The test is not intended to be one you have to study for. Your high school education and personal experiences have given you training in reading and mathematics. If you feel you need improvement in these areas, you can study to improve. We strongly urge:

*When you read, concentrate on what you are reading. Try to understand its full meaning and implications.

*Read articles or books on practical subjects. Exactly what you read is not nearly as important as how well you use it to sharpen your reading skills. So choose a subject that interests you.

*After reading a paragraph or section, put it aside and test yourself on it. Ask such questions as:

  • How can I state the main idea using different words?
  • Why is the statement true?
  • How could I make practical use of this information?
  • *Review and practice mathematics computations and applications.

    *Of course, you can't "study for" your personal characteristics. The best thing to do on this part of the test is to answer the questions honestly.
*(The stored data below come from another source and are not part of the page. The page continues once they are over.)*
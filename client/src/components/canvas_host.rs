//! Bridge component between Leptos state and the imperative [`Session`].
//!
//! ARCHITECTURE
//! ============
//! The canvas crate owns document and repaint state while this host maps DOM
//! pointer events into session calls. All work happens synchronously inside
//! the event callbacks: a handler mutates the session, and any resulting
//! `RenderNeeded` action repaints before the callback returns. Pointer events
//! carry mouse, first-touch, and stylus contact natively, so no touch-event
//! re-dispatch exists.

use std::cell::RefCell;
use std::rc::Rc;

use leptos::prelude::*;
use wasm_bindgen::JsCast;
use wasm_bindgen::closure::Closure;

use canvas::geom::Point;
use canvas::session::{Action, Session};

use crate::state::ui::UiState;

/// Canvas-local coordinates for a pointer event.
fn pointer_point(ev: &leptos::ev::PointerEvent) -> Point {
    Point::new(f64::from(ev.offset_x()), f64::from(ev.offset_y()))
}

/// Re-derive the drawing surface's pixel dimensions from its container.
/// Committed shape coordinates are left untouched.
fn sync_viewport(session: &mut Session, canvas: &web_sys::HtmlCanvasElement) {
    let Some(container) = canvas.parent_element() else {
        return;
    };
    let rect = container.get_bounding_client_rect();
    let dpr = web_sys::window().map_or(1.0, |w| w.device_pixel_ratio());
    session.set_viewport(rect.width(), rect.height(), dpr);
}

/// Repaint now. A failed frame is logged and dropped — it only costs this
/// frame, the next repaint starts from scratch anyway.
fn render_now(session: &Session) {
    if let Err(err) = session.render() {
        log::error!("render failed: {err:?}");
    }
}

fn apply_actions(session: &Session, actions: Vec<Action>) {
    for action in actions {
        match action {
            Action::RenderNeeded => render_now(session),
            Action::ShapeCommitted(shape) => {
                log::debug!("committed {} ({} total)", shape.label(), session.core.doc.len());
            }
        }
    }
}

/// Canvas host component.
///
/// Mounts a [`Session`] on the canvas node, mirrors the tool/style signals
/// into it, re-syncs the viewport on window resize, and repaints on demand.
#[component]
pub fn CanvasHost() -> impl IntoView {
    let ui = expect_context::<RwSignal<UiState>>();
    let canvas_ref = NodeRef::<leptos::html::Canvas>::new();
    let session = Rc::new(RefCell::new(None::<Session>));

    // Mount the session once the canvas node exists.
    {
        let session = Rc::clone(&session);
        Effect::new(move || {
            let Some(canvas) = canvas_ref.get() else {
                return;
            };
            if session.borrow().is_some() {
                return;
            }

            let mut instance = Session::new(canvas.clone());
            let state = ui.get_untracked();
            instance.set_tool(state.active_tool);
            instance.set_style(state.style);
            sync_viewport(&mut instance, &canvas);
            render_now(&instance);
            log::info!("drawing session mounted");
            *session.borrow_mut() = Some(instance);
        });
    }

    // Mirror tool and style changes into the session. Style is applied at
    // repaint time, so a style edit restyles the whole drawing.
    {
        let session = Rc::clone(&session);
        Effect::new(move || {
            let state = ui.get();
            if let Some(session) = session.borrow_mut().as_mut() {
                session.set_tool(state.active_tool);
                session.set_style(state.style);
                render_now(session);
            }
        });
    }

    // Window resize: recompute surface dimensions from the container, then
    // repaint.
    {
        let session = Rc::clone(&session);
        Effect::new(move || {
            let Some(window) = web_sys::window() else {
                return;
            };
            let session = Rc::clone(&session);
            let on_resize = Closure::<dyn FnMut()>::new(move || {
                let Some(canvas) = canvas_ref.get_untracked() else {
                    return;
                };
                if let Some(session) = session.borrow_mut().as_mut() {
                    sync_viewport(session, &canvas);
                    render_now(session);
                }
            });
            if window
                .add_event_listener_with_callback("resize", on_resize.as_ref().unchecked_ref())
                .is_err()
            {
                log::warn!("could not attach resize listener");
            }
            // The listener lives as long as the page.
            on_resize.forget();
        });
    }

    let on_pointer_down = {
        let session = Rc::clone(&session);
        move |ev: leptos::ev::PointerEvent| {
            ev.prevent_default();
            if let Some(session) = session.borrow_mut().as_mut() {
                let actions = session.on_pointer_down(pointer_point(&ev));
                apply_actions(session, actions);
            }
        }
    };

    let on_pointer_move = {
        let session = Rc::clone(&session);
        move |ev: leptos::ev::PointerEvent| {
            if let Some(session) = session.borrow_mut().as_mut() {
                let actions = session.on_pointer_move(pointer_point(&ev));
                apply_actions(session, actions);
            }
        }
    };

    let on_pointer_up = {
        let session = Rc::clone(&session);
        move |_ev: leptos::ev::PointerEvent| {
            if let Some(session) = session.borrow_mut().as_mut() {
                let actions = session.on_pointer_up();
                apply_actions(session, actions);
            }
        }
    };

    // Leaving the canvas mid-drag commits like a release inside it.
    let on_pointer_leave = {
        let session = Rc::clone(&session);
        move |_ev: leptos::ev::PointerEvent| {
            if let Some(session) = session.borrow_mut().as_mut() {
                let actions = session.on_pointer_leave();
                apply_actions(session, actions);
            }
        }
    };

    view! {
        <canvas
            class="canvas-host"
            node_ref=canvas_ref
            on:pointerdown=on_pointer_down
            on:pointermove=on_pointer_move
            on:pointerup=on_pointer_up
            on:pointerleave=on_pointer_leave
        >
            "Your browser does not support canvas."
        </canvas>
    }
}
Your experiences, attitudes, and interests have built up over a lifetime and would be difficult, if not impossible, to change. Any attempts to "fake" the right answer may not be correct. So, again, the best advice we can give you is to answer these questions honestly.


    Questions in the Firefighter written test may be either multiple-choice or true/false. This means that each question gives you a set of answers from which to choose. You are to choose the one answer that is the best one, the one most nearly or most often correct, or the one usually true for you. Here is an example. It makes a very important point, so pay special attention to it.

    The number of days in a year is
    A. 365
    B. 366
    C. 367
    D. 368

    The answer you should choose is choice A, because it is the one which is most often correct. Choice B is true for leap years, but most years have 365 days. Therefore, choice A is the best answer.


    1. Read the entire question carefully.

    Be sure that you know what the question asks, and what the choices say. On every test, people choose wrong answers simply because they failed to read the question or answers carefully, or because they chose an answer before reading all answers.

    2. Choose the answer that is GENERALLY best.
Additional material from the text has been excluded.